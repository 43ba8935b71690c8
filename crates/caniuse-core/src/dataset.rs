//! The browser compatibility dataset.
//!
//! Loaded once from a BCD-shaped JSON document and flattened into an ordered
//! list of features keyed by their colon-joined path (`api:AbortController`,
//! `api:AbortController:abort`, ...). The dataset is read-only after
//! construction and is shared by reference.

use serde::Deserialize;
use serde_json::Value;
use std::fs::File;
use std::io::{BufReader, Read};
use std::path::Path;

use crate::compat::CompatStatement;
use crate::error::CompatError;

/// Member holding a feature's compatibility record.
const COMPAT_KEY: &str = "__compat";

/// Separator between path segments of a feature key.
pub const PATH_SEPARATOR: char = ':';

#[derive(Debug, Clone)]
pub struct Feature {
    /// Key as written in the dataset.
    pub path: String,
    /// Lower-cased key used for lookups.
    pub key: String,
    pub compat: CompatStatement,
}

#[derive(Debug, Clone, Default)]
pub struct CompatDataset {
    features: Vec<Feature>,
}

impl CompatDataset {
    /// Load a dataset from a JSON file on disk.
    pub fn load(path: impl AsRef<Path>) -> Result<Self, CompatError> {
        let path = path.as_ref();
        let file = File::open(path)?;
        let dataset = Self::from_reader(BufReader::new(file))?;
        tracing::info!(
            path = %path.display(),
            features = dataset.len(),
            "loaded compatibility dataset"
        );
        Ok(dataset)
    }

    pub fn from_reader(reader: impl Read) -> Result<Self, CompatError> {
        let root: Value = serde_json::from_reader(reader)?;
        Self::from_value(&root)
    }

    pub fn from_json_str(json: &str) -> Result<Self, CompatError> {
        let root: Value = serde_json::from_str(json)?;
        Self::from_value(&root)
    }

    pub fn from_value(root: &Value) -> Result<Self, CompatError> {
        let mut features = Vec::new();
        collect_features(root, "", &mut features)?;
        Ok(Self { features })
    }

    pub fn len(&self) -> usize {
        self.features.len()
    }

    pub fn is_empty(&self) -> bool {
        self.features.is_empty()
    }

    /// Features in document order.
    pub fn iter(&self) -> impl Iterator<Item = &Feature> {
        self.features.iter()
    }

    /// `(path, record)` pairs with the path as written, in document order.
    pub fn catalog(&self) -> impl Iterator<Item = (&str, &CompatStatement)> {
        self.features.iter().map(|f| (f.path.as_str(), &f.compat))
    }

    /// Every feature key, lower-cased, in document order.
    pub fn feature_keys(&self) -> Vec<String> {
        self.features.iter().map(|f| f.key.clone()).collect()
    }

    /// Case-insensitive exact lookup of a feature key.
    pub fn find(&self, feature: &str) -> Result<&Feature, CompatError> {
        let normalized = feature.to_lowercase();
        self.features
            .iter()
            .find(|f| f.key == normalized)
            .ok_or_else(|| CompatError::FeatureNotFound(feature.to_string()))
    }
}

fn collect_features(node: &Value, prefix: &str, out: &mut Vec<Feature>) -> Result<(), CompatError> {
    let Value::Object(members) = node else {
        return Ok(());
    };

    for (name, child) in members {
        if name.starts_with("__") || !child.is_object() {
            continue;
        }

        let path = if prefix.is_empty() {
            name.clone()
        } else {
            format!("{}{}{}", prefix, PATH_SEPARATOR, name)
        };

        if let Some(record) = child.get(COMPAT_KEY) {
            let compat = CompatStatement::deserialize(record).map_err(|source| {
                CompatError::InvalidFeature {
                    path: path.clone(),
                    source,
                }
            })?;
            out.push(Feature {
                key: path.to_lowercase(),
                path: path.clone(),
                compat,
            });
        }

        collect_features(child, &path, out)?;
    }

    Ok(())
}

### Description of the task
Every line that includes "Iterator" must be copied from the material above.

### Solution
    pub fn iter(&self) -> impl Iterator<Item = &Feature> {
    pub fn catalog(&self) -> impl Iterator<Item = (&str, &CompatStatement)> {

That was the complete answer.